Oscar-winning auteur Bong Joon-ho is to join the production of the Hollywood remake of “Sea Fog,” a 2014 South Korean thriller. Bong was the producer of the original film.
American film studio Participant — which produced feature-length titles “Dark Waters,” “Green Book,” and “Contagion” — is in charge of the project, according to US entertainment media outlet Deadline. Matt Palmer, who made his feature debut with Netflix thriller flick “Calibre” (2018), will direct the English-language film.
Bong of “Parasite,” who served as the executive producer of the original “Sea Fog” — known as “Haemoo” in Korean — is teaming up with Participant and Palmer as the producer of the English adaptation. Kim Tae-wan, CEO of Lewis Pictures, which produced the Korean original, and producer Choi Doo-ho, who worked with Bong on “Snowpiercer (2014)” and “Okja (2017),” are also joining the team.
The directorial debut by Shim Sung-bo centers around a little-known tragedy that occurred in 2001. The crew members of the Korean fishing ship Taechangho allegedly threw overboard the bodies of 25 Chinese stowaways after they died of suffocation while hiding inside the ship‘s fish storage compartment, trying to enter Korea. Veteran actor Kim Yun-seok and singer-turned-actor Park Yoo-chun star in the lead roles. The film received several local film awards and was selected as Korea’s entry to the foreign-language film category of the 87th Academy Awards.

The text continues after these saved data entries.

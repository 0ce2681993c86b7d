//! Environment Graph - sealed build result
//!
//! An [`EnvironmentGraph`] can only come out of
//! [`EnvironmentBuilder::finish`](crate::construction::EnvironmentBuilder::finish),
//! so every graph handed to synthesis has passed input validation, the
//! dangling-reference check and the cycle check.

use crate::construction::ServiceHandles;
use crate::outputs::Output;
use crate::types::{AttributeValue, Descriptor, DescriptorId, Provider, ResourceType};
use indexmap::IndexMap;
use sha2::{Digest, Sha256};

/// Provider block with its credentials
#[derive(Debug, Clone, PartialEq)]
pub struct ProviderConfig {
    /// Provider
    pub provider: Provider,
    /// Provider settings
    pub attributes: IndexMap<&'static str, AttributeValue>,
}

impl ProviderConfig {
    /// Provider block without settings
    #[must_use]
    pub fn new(provider: Provider) -> Self {
        Self {
            provider,
            attributes: IndexMap::new(),
        }
    }

    /// Set a provider attribute
    #[inline]
    #[must_use]
    pub fn attr(mut self, key: &'static str, value: impl Into<AttributeValue>) -> Self {
        self.attributes.insert(key, value.into());
        self
    }
}

/// Validated, immutable resource graph for one environment
#[derive(Debug, Clone, PartialEq)]
pub struct EnvironmentGraph {
    environment_name: String,
    backend: &'static str,
    providers: Vec<ProviderConfig>,
    descriptors: IndexMap<DescriptorId, Descriptor>,
    creation_order: Vec<DescriptorId>,
    handles: ServiceHandles,
    outputs: Vec<Output>,
}

impl EnvironmentGraph {
    pub(crate) fn new(
        environment_name: String,
        backend: &'static str,
        providers: Vec<ProviderConfig>,
        descriptors: IndexMap<DescriptorId, Descriptor>,
        creation_order: Vec<DescriptorId>,
        handles: ServiceHandles,
        outputs: Vec<Output>,
    ) -> Self {
        Self {
            environment_name,
            backend,
            providers,
            descriptors,
            creation_order,
            handles,
            outputs,
        }
    }

    /// Environment name
    #[must_use]
    pub fn environment_name(&self) -> &str {
        &self.environment_name
    }

    /// Backend kind (`managed-postgres` or `supabase`)
    #[must_use]
    pub fn backend(&self) -> &'static str {
        self.backend
    }

    /// Providers the graph needs
    #[must_use]
    pub fn providers(&self) -> &[ProviderConfig] {
        &self.providers
    }

    /// Descriptors in build order
    pub fn descriptors(&self) -> impl Iterator<Item = &Descriptor> {
        self.descriptors.values()
    }

    /// Number of descriptors
    #[must_use]
    pub fn len(&self) -> usize {
        self.descriptors.len()
    }

    /// Whether the graph is empty (never true for a built graph)
    #[must_use]
    pub fn is_empty(&self) -> bool {
        self.descriptors.is_empty()
    }

    /// Descriptor lookup
    #[must_use]
    pub fn get(&self, id: &DescriptorId) -> Option<&Descriptor> {
        self.descriptors.get(id)
    }

    /// Descriptors of one resource type
    pub fn of_type(&self, resource_type: ResourceType) -> impl Iterator<Item = &Descriptor> {
        self.descriptors
            .values()
            .filter(move |d| d.resource_type() == resource_type)
    }

    /// Valid creation order
    #[must_use]
    pub fn creation_order(&self) -> &[DescriptorId] {
        &self.creation_order
    }

    /// Handles of the main descriptors
    #[must_use]
    pub fn handles(&self) -> &ServiceHandles {
        &self.handles
    }

    /// Exported outputs
    #[must_use]
    pub fn outputs(&self) -> &[Output] {
        &self.outputs
    }

    /// Output lookup
    #[must_use]
    pub fn output(&self, name: &str) -> Option<&Output> {
        self.outputs.iter().find(|o| o.name == name)
    }

    /// Variable `name` attached to `service`
    #[must_use]
    pub fn variable(&self, service: &DescriptorId, name: &str) -> Option<&AttributeValue> {
        let service_ref = AttributeValue::Reference(service.id_ref());
        self.of_type(ResourceType::Variable)
            .find(|d| {
                d.attribute("service_id") == Some(&service_ref)
                    && d.attribute("name").map(AttributeValue::expose).as_deref() == Some(name)
            })
            .and_then(|d| d.attribute("value"))
    }

    /// Content hash over descriptor IDs, attributes and edges
    ///
    /// Two builds from the same input produce the same fingerprint.
    #[must_use]
    pub fn fingerprint(&self) -> String {
        let mut hasher = Sha256::new();
        hasher.update(self.environment_name.as_bytes());
        for id in &self.creation_order {
            hasher.update(b"\0node:");
            hasher.update(id.to_string().as_bytes());
            let Some(descriptor) = self.descriptors.get(id) else {
                continue;
            };
            for (key, value) in descriptor.attributes() {
                hasher.update(b"\0attr:");
                hasher.update(key.as_bytes());
                hasher.update(b"=");
                hasher.update(value.expose().as_bytes());
            }
            for dep in descriptor.dependencies() {
                hasher.update(b"\0dep:");
                hasher.update(dep.to_string().as_bytes());
            }
        }
        hex::encode(hasher.finalize())
    }
}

“Participant makes films that explore the realities of our time, and director Matt Palmer reveals people’s true natures by putting them in extreme situations as he did in the superb crime thriller ‘Calibre,’” Bong was quoted as saying in the Deadline report.
Meanwhile, “Sea Fog” looks set to be the third English remake of Bong‘s works, following the television series adaptations of films “Snowpiercer” and “Parasite.”